Whenever a line carries the word "MockProvider", pull it out of the entries.

[Saved entries]
^^^^^^^^^^^^^^^^

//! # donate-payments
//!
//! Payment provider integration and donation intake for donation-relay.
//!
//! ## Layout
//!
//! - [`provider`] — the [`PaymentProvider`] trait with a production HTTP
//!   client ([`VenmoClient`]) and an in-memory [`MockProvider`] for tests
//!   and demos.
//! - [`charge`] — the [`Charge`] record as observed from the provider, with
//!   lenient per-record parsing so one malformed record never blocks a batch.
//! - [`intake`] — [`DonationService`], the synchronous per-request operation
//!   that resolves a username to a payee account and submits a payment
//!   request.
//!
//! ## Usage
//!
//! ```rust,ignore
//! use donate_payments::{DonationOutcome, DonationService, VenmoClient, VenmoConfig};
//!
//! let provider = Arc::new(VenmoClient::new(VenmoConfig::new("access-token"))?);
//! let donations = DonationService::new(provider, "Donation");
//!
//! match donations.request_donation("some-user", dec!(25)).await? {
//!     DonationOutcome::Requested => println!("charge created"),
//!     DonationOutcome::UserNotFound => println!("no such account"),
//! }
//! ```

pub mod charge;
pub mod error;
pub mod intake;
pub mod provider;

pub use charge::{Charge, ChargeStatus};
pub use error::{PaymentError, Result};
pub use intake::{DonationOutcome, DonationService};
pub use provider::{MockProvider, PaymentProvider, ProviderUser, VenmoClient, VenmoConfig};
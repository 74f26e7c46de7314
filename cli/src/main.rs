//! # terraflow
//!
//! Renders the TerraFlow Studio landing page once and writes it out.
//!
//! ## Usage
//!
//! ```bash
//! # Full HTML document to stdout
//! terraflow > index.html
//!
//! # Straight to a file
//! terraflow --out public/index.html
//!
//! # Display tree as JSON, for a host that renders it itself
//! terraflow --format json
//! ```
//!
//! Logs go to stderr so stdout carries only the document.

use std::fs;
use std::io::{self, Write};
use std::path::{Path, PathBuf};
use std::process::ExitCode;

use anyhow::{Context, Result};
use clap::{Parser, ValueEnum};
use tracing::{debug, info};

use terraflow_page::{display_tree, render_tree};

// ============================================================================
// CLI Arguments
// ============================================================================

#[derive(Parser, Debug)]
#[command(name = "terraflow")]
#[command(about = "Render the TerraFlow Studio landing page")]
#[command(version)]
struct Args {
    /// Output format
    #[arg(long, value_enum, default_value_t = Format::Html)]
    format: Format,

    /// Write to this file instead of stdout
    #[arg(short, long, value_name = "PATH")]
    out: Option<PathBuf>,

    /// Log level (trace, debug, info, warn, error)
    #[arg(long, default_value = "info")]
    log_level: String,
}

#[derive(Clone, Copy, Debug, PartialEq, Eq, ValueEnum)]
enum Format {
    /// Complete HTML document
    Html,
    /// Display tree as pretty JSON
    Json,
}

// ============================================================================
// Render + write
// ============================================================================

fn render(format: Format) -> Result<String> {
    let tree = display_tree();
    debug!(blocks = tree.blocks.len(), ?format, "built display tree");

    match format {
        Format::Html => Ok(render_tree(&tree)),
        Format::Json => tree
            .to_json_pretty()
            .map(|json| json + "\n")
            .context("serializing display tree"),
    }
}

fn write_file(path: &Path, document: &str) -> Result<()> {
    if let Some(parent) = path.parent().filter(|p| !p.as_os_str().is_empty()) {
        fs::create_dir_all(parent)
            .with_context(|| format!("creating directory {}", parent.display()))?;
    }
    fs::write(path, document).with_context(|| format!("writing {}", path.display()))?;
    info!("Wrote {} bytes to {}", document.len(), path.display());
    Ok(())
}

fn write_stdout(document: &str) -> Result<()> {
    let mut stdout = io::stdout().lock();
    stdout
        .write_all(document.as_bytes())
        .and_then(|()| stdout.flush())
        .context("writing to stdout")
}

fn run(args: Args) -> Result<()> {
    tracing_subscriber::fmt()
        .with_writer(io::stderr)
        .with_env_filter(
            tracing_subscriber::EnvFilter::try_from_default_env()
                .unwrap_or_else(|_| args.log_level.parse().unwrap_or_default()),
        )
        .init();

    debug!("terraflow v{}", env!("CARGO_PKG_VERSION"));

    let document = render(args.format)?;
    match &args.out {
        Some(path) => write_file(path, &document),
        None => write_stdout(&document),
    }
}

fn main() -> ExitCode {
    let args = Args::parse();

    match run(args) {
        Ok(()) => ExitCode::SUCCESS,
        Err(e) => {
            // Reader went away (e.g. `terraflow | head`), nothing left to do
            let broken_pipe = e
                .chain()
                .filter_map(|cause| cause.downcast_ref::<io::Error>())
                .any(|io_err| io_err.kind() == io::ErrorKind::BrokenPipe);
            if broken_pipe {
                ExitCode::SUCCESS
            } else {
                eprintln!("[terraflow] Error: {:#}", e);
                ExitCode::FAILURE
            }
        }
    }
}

^^^^^^^^^^^^^^^^

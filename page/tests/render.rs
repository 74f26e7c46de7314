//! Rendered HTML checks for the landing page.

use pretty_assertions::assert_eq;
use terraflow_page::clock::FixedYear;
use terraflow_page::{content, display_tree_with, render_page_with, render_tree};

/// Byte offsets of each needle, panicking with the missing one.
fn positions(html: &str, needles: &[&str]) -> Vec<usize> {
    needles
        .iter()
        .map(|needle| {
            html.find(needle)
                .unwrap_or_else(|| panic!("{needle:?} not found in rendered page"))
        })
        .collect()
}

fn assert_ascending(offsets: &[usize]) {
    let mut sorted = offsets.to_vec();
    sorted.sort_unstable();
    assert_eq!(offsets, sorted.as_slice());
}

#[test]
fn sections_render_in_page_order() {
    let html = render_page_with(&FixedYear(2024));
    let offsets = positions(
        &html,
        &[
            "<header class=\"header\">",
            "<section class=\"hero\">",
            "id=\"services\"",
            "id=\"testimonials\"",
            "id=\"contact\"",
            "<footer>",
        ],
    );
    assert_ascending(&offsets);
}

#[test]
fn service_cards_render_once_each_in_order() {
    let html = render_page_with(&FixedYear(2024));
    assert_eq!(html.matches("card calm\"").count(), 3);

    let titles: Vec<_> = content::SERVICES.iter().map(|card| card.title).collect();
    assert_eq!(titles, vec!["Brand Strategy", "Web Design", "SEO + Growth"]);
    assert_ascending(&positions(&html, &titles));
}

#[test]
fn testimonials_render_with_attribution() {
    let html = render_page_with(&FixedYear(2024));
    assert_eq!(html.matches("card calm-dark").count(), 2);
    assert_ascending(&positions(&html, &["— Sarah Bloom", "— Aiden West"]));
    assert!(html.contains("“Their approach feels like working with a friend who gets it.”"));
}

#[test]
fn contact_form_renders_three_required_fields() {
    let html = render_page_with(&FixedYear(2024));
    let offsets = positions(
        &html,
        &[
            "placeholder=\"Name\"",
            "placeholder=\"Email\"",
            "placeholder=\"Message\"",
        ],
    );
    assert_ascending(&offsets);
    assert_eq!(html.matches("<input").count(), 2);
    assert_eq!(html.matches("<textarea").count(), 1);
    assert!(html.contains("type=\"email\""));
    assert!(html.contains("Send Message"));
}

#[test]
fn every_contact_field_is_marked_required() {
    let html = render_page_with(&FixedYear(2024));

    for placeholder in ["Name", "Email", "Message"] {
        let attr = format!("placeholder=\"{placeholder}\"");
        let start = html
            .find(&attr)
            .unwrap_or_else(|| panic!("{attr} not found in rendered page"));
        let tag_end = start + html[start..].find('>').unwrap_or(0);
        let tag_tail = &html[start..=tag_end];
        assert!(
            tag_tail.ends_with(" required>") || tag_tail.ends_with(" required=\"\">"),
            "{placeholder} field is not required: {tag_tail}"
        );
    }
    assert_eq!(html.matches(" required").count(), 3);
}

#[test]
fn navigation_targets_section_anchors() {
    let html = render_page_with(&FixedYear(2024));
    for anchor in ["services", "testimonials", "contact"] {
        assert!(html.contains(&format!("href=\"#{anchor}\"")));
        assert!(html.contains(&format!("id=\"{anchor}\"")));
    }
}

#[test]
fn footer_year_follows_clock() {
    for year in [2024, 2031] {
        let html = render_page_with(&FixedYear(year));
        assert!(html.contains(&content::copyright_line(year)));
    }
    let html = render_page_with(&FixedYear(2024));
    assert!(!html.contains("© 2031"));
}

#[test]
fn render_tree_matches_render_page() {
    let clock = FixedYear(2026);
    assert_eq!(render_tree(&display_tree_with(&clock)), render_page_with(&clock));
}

^^^^^^^^^^^^^^^^

EXERCISE OUTPUT:
//!   client ([`VenmoClient`]) and an in-memory [`MockProvider`] for tests
pub use provider::{MockProvider, PaymentProvider, ProviderUser, VenmoClient, VenmoConfig};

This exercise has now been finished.